The ministry is optimistic that it can start a pilot program by next May that would issue a fine-particle pollution warning for the capital region.
It further projected that a trial forecast system for PM-2.5 pollution could be expanded to other parts of the country by August 214, with a fully operational system starting in January 2015.
The Environment Ministry also said it would start consistently announcing PM-2.5 measurements beginning in 2015. Unfortunately, that plan may be too ambitious. Right now, no earmarks for next year’s budget currently exist for such a project.
“If you look at the budget plan for the Ministry of Environment and the National Institute of Environmental Research for next year, 1.7 billion won [$1.6 million] was earmarked for establishing and operating the PM-10 forecast system,” said Saenuri Party Representative Kim Sung-tae, who is a member of the National Assembly’s Environment and Labor Committee. “There is no budget for PM-2.5 measurements and forecasts.”
Experts insist that in lieu of a plan to combat smog from China, the government must act fast to come up with measures to reduce the PM-2.5 pollution generated domestically.
Dr. Kwon Ho-jang, professor of preventive medicine at Dankook University’s College of Medicine, an expert in air pollution, acknowledged that fine-particle matter is far more dangerous than bigger coarse particles.
“[Fine particles] can lodge deeply into the lungs, reaching to alveoli,” Kwon said. “They also contain large amounts of heavy metals and toxic chemicals, so they are far more dangerous. The government has been satisfied with the improvements in PM-10 pollution, so it has failed so far to pay proper attention to PM-2.5 pollution.”

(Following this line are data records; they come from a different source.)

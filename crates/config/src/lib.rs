//! Configuration loading, validation, and management for Caduceus.
//!
//! Loads configuration from `~/.caduceus/config.toml` with environment
//! variable overrides. Validates all settings at startup.

use serde::{Deserialize, Serialize};
use std::path::{Path, PathBuf};

/// The root configuration structure.
///
/// Maps directly to `~/.caduceus/config.toml`.
#[derive(Debug, Clone, Default, Serialize, Deserialize)]
pub struct AppConfig {
    /// Text-generation back-end
    #[serde(default)]
    pub provider: ProviderConfig,

    /// Agent loop limits
    #[serde(default)]
    pub agent: AgentConfig,

    /// Progress streaming
    #[serde(default)]
    pub stream: StreamConfig,

    /// In-memory trace collection
    #[serde(default)]
    pub telemetry: TelemetryConfig,
}

/// Smallest extended-thinking budget the Anthropic API accepts.
pub const MIN_THINKING_BUDGET: u32 = 1024;

#[derive(Clone, Serialize, Deserialize)]
pub struct ProviderConfig {
    /// Back-end kind: "anthropic", "openai", "openrouter", "ollama", or any
    /// OpenAI-compatible endpoint given with `api_url`.
    #[serde(default = "default_provider")]
    pub kind: String,

    #[serde(default, skip_serializing_if = "Option::is_none")]
    pub api_url: Option<String>,

    #[serde(default, skip_serializing_if = "Option::is_none")]
    pub api_key: Option<String>,

    #[serde(default = "default_model")]
    pub model: String,

    #[serde(default = "default_temperature")]
    pub temperature: f32,

    #[serde(default = "default_max_tokens")]
    pub max_tokens: u32,

    /// HTTP request timeout for one model call
    #[serde(default = "default_timeout_secs")]
    pub timeout_secs: u64,

    /// Extended-thinking token budget (Anthropic only). Forces temperature 1.
    #[serde(default, skip_serializing_if = "Option::is_none")]
    pub thinking_budget: Option<u32>,
}

fn default_provider() -> String {
    "anthropic".into()
}
fn default_model() -> String {
    "claude-sonnet-4-20250514".into()
}
fn default_temperature() -> f32 {
    0.2
}
fn default_max_tokens() -> u32 {
    4096
}
fn default_timeout_secs() -> u64 {
    120
}

impl Default for ProviderConfig {
    fn default() -> Self {
        Self {
            kind: default_provider(),
            api_url: None,
            api_key: None,
            model: default_model(),
            temperature: default_temperature(),
            max_tokens: default_max_tokens(),
            timeout_secs: default_timeout_secs(),
            thinking_budget: None,
        }
    }
}

/// Redact a secret for Debug output.
fn redact(s: &Option<String>) -> &'static str {
    match s {
        Some(_) => "[REDACTED]",
        None => "None",
    }
}

impl std::fmt::Debug for ProviderConfig {
    fn fmt(&self, f: &mut std::fmt::Formatter<'_>) -> std::fmt::Result {
        f.debug_struct("ProviderConfig")
            .field("kind", &self.kind)
            .field("api_url", &self.api_url)
            .field("api_key", &redact(&self.api_key))
            .field("model", &self.model)
            .field("temperature", &self.temperature)
            .field("max_tokens", &self.max_tokens)
            .field("timeout_secs", &self.timeout_secs)
            .field("thinking_budget", &self.thinking_budget)
            .finish()
    }
}

#[derive(Debug, Clone, Serialize, Deserialize)]
pub struct AgentConfig {
    /// Upper bound on think/act/observe cycles per run
    #[serde(default = "default_max_iterations")]
    pub max_iterations: u32,

    /// Observations longer than this are truncated before entering the transcript
    #[serde(default = "default_observation_max_chars")]
    pub observation_max_chars: usize,

    /// Per-invocation limit for a capability handler
    #[serde(default = "default_capability_timeout_secs")]
    pub capability_timeout_secs: u64,
}

fn default_max_iterations() -> u32 {
    6
}
fn default_observation_max_chars() -> usize {
    4000
}
fn default_capability_timeout_secs() -> u64 {
    30
}

impl Default for AgentConfig {
    fn default() -> Self {
        Self {
            max_iterations: default_max_iterations(),
            observation_max_chars: default_observation_max_chars(),
            capability_timeout_secs: default_capability_timeout_secs(),
        }
    }
}

#[derive(Debug, Clone, Serialize, Deserialize)]
pub struct StreamConfig {
    /// Frames buffered between the run task and the transport
    #[serde(default = "default_channel_capacity")]
    pub channel_capacity: usize,
}

fn default_channel_capacity() -> usize {
    64
}

impl Default for StreamConfig {
    fn default() -> Self {
        Self {
            channel_capacity: default_channel_capacity(),
        }
    }
}

#[derive(Debug, Clone, Serialize, Deserialize)]
pub struct TelemetryConfig {
    #[serde(default = "default_true")]
    pub enabled: bool,

    /// Completed run traces kept in memory
    #[serde(default = "default_max_traces")]
    pub max_traces: usize,
}

fn default_true() -> bool {
    true
}
fn default_max_traces() -> usize {
    1000
}

impl Default for TelemetryConfig {
    fn default() -> Self {
        Self {
            enabled: true,
            max_traces: default_max_traces(),
        }
    }
}

impl AppConfig {
    /// Load configuration from the default path (~/.caduceus/config.toml).
    ///
    /// Environment overrides:
    /// - `CADUCEUS_API_KEY`, then `ANTHROPIC_API_KEY` / `OPENAI_API_KEY`
    /// - `CADUCEUS_PROVIDER`
    /// - `CADUCEUS_MODEL`
    /// - `CADUCEUS_MAX_ITERATIONS`
    pub fn load() -> Result<Self, ConfigError> {
        let config_path = Self::config_dir().join("config.toml");
        let mut config = Self::load_from(&config_path)?;
        config.apply_env(|key| std::env::var(key).ok())?;
        Ok(config)
    }

    /// Load configuration from a specific file path.
    pub fn load_from(path: &Path) -> Result<Self, ConfigError> {
        if !path.exists() {
            tracing::info!("No config file found at {}, using defaults", path.display());
            return Ok(Self::default());
        }

        let content = std::fs::read_to_string(path).map_err(|e| ConfigError::ReadError {
            path: path.to_path_buf(),
            reason: e.to_string(),
        })?;

        let config: Self = toml::from_str(&content).map_err(|e| ConfigError::ParseError {
            path: path.to_path_buf(),
            reason: e.to_string(),
        })?;

        config.validate()?;
        Ok(config)
    }

    /// Apply overrides from an environment lookup, then re-validate.
    pub fn apply_env<F>(&mut self, var: F) -> Result<(), ConfigError>
    where
        F: Fn(&str) -> Option<String>,
    {
        if let Some(kind) = var("CADUCEUS_PROVIDER") {
            self.provider.kind = kind;
        }

        if let Some(key) = var("CADUCEUS_API_KEY") {
            self.provider.api_key = Some(key);
        } else if self.provider.api_key.is_none() {
            self.provider.api_key = match self.provider.kind.as_str() {
                "anthropic" => var("ANTHROPIC_API_KEY"),
                _ => var("OPENAI_API_KEY"),
            };
        }

        if let Some(model) = var("CADUCEUS_MODEL") {
            self.provider.model = model;
        }

        if let Some(raw) = var("CADUCEUS_MAX_ITERATIONS") {
            self.agent.max_iterations = raw.trim().parse().map_err(|_| {
                ConfigError::ValidationError(format!(
                    "CADUCEUS_MAX_ITERATIONS must be a positive integer, got '{raw}'"
                ))
            })?;
        }

        self.validate()
    }

    /// Get the configuration directory path.
    pub fn config_dir() -> PathBuf {
        dirs_home().join(".caduceus")
    }

    /// Validate the configuration.
    pub fn validate(&self) -> Result<(), ConfigError> {
        if !(0.0..=2.0).contains(&self.provider.temperature) {
            return Err(ConfigError::ValidationError(
                "provider.temperature must be between 0.0 and 2.0".into(),
            ));
        }

        if self.provider.timeout_secs == 0 {
            return Err(ConfigError::ValidationError(
                "provider.timeout_secs must be at least 1".into(),
            ));
        }

        if let Some(budget) = self.provider.thinking_budget
            && (budget < MIN_THINKING_BUDGET || budget >= self.provider.max_tokens)
        {
            return Err(ConfigError::ValidationError(format!(
                "provider.thinking_budget must be at least {MIN_THINKING_BUDGET} and below provider.max_tokens"
            )));
        }

        if self.agent.max_iterations == 0 {
            return Err(ConfigError::ValidationError(
                "agent.max_iterations must be at least 1".into(),
            ));
        }

        if self.agent.observation_max_chars < 64 {
            return Err(ConfigError::ValidationError(
                "agent.observation_max_chars must be at least 64".into(),
            ));
        }

        if self.agent.capability_timeout_secs == 0 {
            return Err(ConfigError::ValidationError(
                "agent.capability_timeout_secs must be at least 1".into(),
            ));
        }

        if self.stream.channel_capacity == 0 {
            return Err(ConfigError::ValidationError(
                "stream.channel_capacity must be at least 1".into(),
            ));
        }

        Ok(())
    }

    /// Check if an API key is available (from config or environment).
    pub fn has_api_key(&self) -> bool {
        self.provider.api_key.is_some()
    }

    /// Generate a default config TOML string (for the `config` command).
    pub fn default_toml() -> String {
        toml::to_string_pretty(&Self::default()).unwrap_or_default()
    }
}

/// Get the user's home directory.
fn dirs_home() -> PathBuf {
    #[cfg(target_os = "windows")]
    {
        std::env::var("USERPROFILE")
            .map(PathBuf::from)
            .unwrap_or_else(|_| PathBuf::from("C:\\Users\\Default"))
    }
    #[cfg(not(target_os = "windows"))]
    {
        std::env::var("HOME")
            .map(PathBuf::from)
            .unwrap_or_else(|_| PathBuf::from("/tmp"))
    }
}

/// Configuration errors.
#[derive(Debug, thiserror::Error)]
pub enum ConfigError {
    #[error("Failed to read config file at {path}: {reason}")]
    ReadError { path: PathBuf, reason: String },

    #[error("Failed to parse config file at {path}: {reason}")]
    ParseError { path: PathBuf, reason: String },

    #[error("Configuration validation failed: {0}")]
    ValidationError(String),
}
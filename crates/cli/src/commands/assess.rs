//! `caduceus assess` — Run one task through the agent loop.

use std::io::Read;
use std::path::Path;
use std::sync::Arc;

use caduceus_agent::{Controller, ControllerSettings, Emitter, Outcome, RunReport, RunRequest};
use caduceus_providers::{ProviderSettings, build};
use caduceus_stream::{StreamHandler, consume};
use caduceus_telemetry::TelemetryEngine;
use chrono::{DateTime, Utc};
use clap::Args;
use serde_json::{Map, Value};

/// How much of an observation the live view prints.
const OBSERVATION_PREVIEW_CHARS: usize = 240;

#[derive(Args)]
pub struct AssessArgs {
    /// The task. Use `-` to read it from stdin.
    pub task: String,

    /// Override the configured iteration budget
    #[arg(short, long)]
    pub max_iterations: Option<u32>,

    /// Replace the built-in system prompt
    #[arg(long)]
    pub system: Option<String>,

    /// Print steps live as the run produces them
    #[arg(long)]
    pub stream: bool,

    /// Print the full run report as JSON
    #[arg(long)]
    pub json: bool,

    /// Correlation id for logs and traces
    #[arg(long)]
    pub thread_id: Option<String>,

    /// Run without the built-in calculators
    #[arg(long)]
    pub no_tools: bool,
}

pub async fn run(path: Option<&Path>, args: AssessArgs) -> Result<(), Box<dyn std::error::Error>> {
    let config = super::load_config(path).map_err(|e| format!("Failed to load config: {e}"))?;

    let provider = build(&ProviderSettings::from_config(&config.provider)).map_err(|e| {
        format!(
            "{e}\n  Set CADUCEUS_API_KEY or add api_key to {}",
            caduceus_config::AppConfig::config_dir().join("config.toml").display()
        )
    })?;

    let telemetry = config
        .telemetry
        .enabled
        .then(|| Arc::new(TelemetryEngine::from_config(&config.telemetry)));

    let mut controller = Controller::new(provider, ControllerSettings::from_config(&config));
    if let Some(engine) = &telemetry {
        controller = controller.with_trace_sink(engine.clone());
    }

    let request = build_request(&args, config.agent.max_iterations)?;

    let (report, failure) = if args.stream {
        stream_run(controller, config.stream.channel_capacity, request).await
    } else {
        eprint!("  Thinking...");
        let result = controller.run(request).await;
        eprint!("\r              \r");
        match result {
            Ok(report) => (Some(report), None),
            Err(e) => {
                let message = e.to_string();
                (Some(e.into_report()), Some(message))
            }
        }
    };

    if let Some(engine) = &telemetry {
        let usage = engine.usage_snapshot();
        tracing::info!(
            model_calls = usage.model_calls,
            capability_calls = usage.capability_calls,
            total_tokens = usage.total_tokens,
            "Usage"
        );
    }

    if let Some(report) = &report {
        print_report(report, args.json)?;
    }
    match failure {
        Some(message) => Err(message.into()),
        None => Ok(()),
    }
}

fn build_request(args: &AssessArgs, default_iterations: u32) -> Result<RunRequest, Box<dyn std::error::Error>> {
    let task = if args.task == "-" {
        let mut buf = String::new();
        std::io::stdin().read_to_string(&mut buf)?;
        buf
    } else {
        args.task.clone()
    };
    if task.trim().is_empty() {
        return Err("Task is empty".into());
    }

    let mut request = RunRequest::new(task.trim())
        .with_max_iterations(args.max_iterations.unwrap_or(default_iterations));
    if !args.no_tools {
        request = request.with_tools(caduceus_tools::default_registry());
    }
    if let Some(system) = &args.system {
        request = request.with_system_prompt(system);
    }
    if let Some(thread_id) = &args.thread_id {
        request = request.with_thread_id(thread_id);
    }
    Ok(request)
}

/// Run through the emitter and decode our own stream, the same path a
/// remote observer would take.
async fn stream_run(
    controller: Controller,
    capacity: usize,
    request: RunRequest,
) -> (Option<RunReport>, Option<String>) {
    let emitter = Emitter::new(Arc::new(controller), capacity);
    let (frames, handle) = emitter.spawn(request).into_byte_stream();

    let mut printer = LivePrinter;
    if let Err(e) = consume(frames, &mut printer).await {
        tracing::warn!(error = %e, "Progress stream ended early");
    }

    match handle.join().await {
        Some(report) => {
            let failure = match &report.outcome {
                Outcome::Failed { reason } => Some(reason.clone()),
                _ => None,
            };
            (Some(report), failure)
        }
        None => (None, Some("run was cancelled".into())),
    }
}

fn print_report(report: &RunReport, json: bool) -> Result<(), Box<dyn std::error::Error>> {
    if json {
        println!("{}", serde_json::to_string_pretty(report)?);
        return Ok(());
    }

    match (&report.outcome, &report.answer) {
        (Outcome::Answer, Some(answer)) => println!("{answer}"),
        (Outcome::Exhausted, _) => eprintln!(
            "  ⚠️  No final answer after {} iteration(s). Review the reasoning trace with --json.",
            report.iterations
        ),
        (Outcome::Failed { .. }, _) | (Outcome::Answer, None) => {}
    }
    if !report.tools_used.is_empty() {
        eprintln!("  Tools used: {}", report.tools_used.join(", "));
    }
    Ok(())
}

/// Prints each streamed step to stderr as it arrives.
struct LivePrinter;

impl StreamHandler for LivePrinter {
    fn on_thought(&mut self, iteration: u32, thought: &str, _timestamp: DateTime<Utc>) {
        eprintln!("  [{iteration}] 💭 {thought}");
    }

    fn on_action(&mut self, iteration: u32, tool: &str, args: &Map<String, Value>, _timestamp: DateTime<Utc>) {
        let args = serde_json::to_string(args).unwrap_or_default();
        eprintln!("  [{iteration}] 🔧 {tool}({args})");
    }

    fn on_observation(&mut self, iteration: u32, observation: &str, _timestamp: DateTime<Utc>) {
        let mut preview: String = observation.chars().take(OBSERVATION_PREVIEW_CHARS).collect();
        if preview.len() < observation.len() {
            preview.push('…');
        }
        eprintln!("  [{iteration}] 👁  {preview}");
    }

    fn on_error(&mut self, error: &str) {
        eprintln!("  ❌ {error}");
    }
}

While the Environment Ministry has struggled to quickly address the situation, the Seoul Metropolitan Government decided to take the matter into its own hands.
Last year, it began providing its own PM-2.5 pollution data through its website. The city has various centers spread out across each district, where measurements are made and forecast. The idea is that, regardless of the reliability of the numbers, the public should be informed.
On Nov. 23 and Nov. 24, Seoul’s PM-2.5 measurement was 58 and 54 micrograms per cubic meters, respectively, according to the city’s announcement, higher than Korea’s 24-hour average standard of 50 micrograms per cubic meter.
The city added that it has also begun issuing pollution warnings through text messages and electronic sign markers on the street when the hourly average concentration of PM-2.5 exceeded 60 micrograms per cubic meter for more than two hours.
Meanwhile, in China, small steps have been made to make public fine-particle pollution forecasts accessible. However, the country still has a long way to go to combat the problem.
The U.S. Embassy in Beijing consistently issued warnings when PM-2.5 concentrations reached hazardous levels. (The EPA’s 24-hour standard for PM-2.5 is an average of 35 micrograms per cubic meter; when it’s higher than 300 micrograms per cubic meter, the agency considers the situation dangerous.)
These announcements prompted an angry outburst from the Chinese government in June 2012, though it ultimately pushed the administration to come up with better measures to reduce particle pollutants.
Since October 2012, the Chinese government has provided real-time measurements of PM-2.5 concentrations in major cities on the Ministry of Environmental Protection’s home page.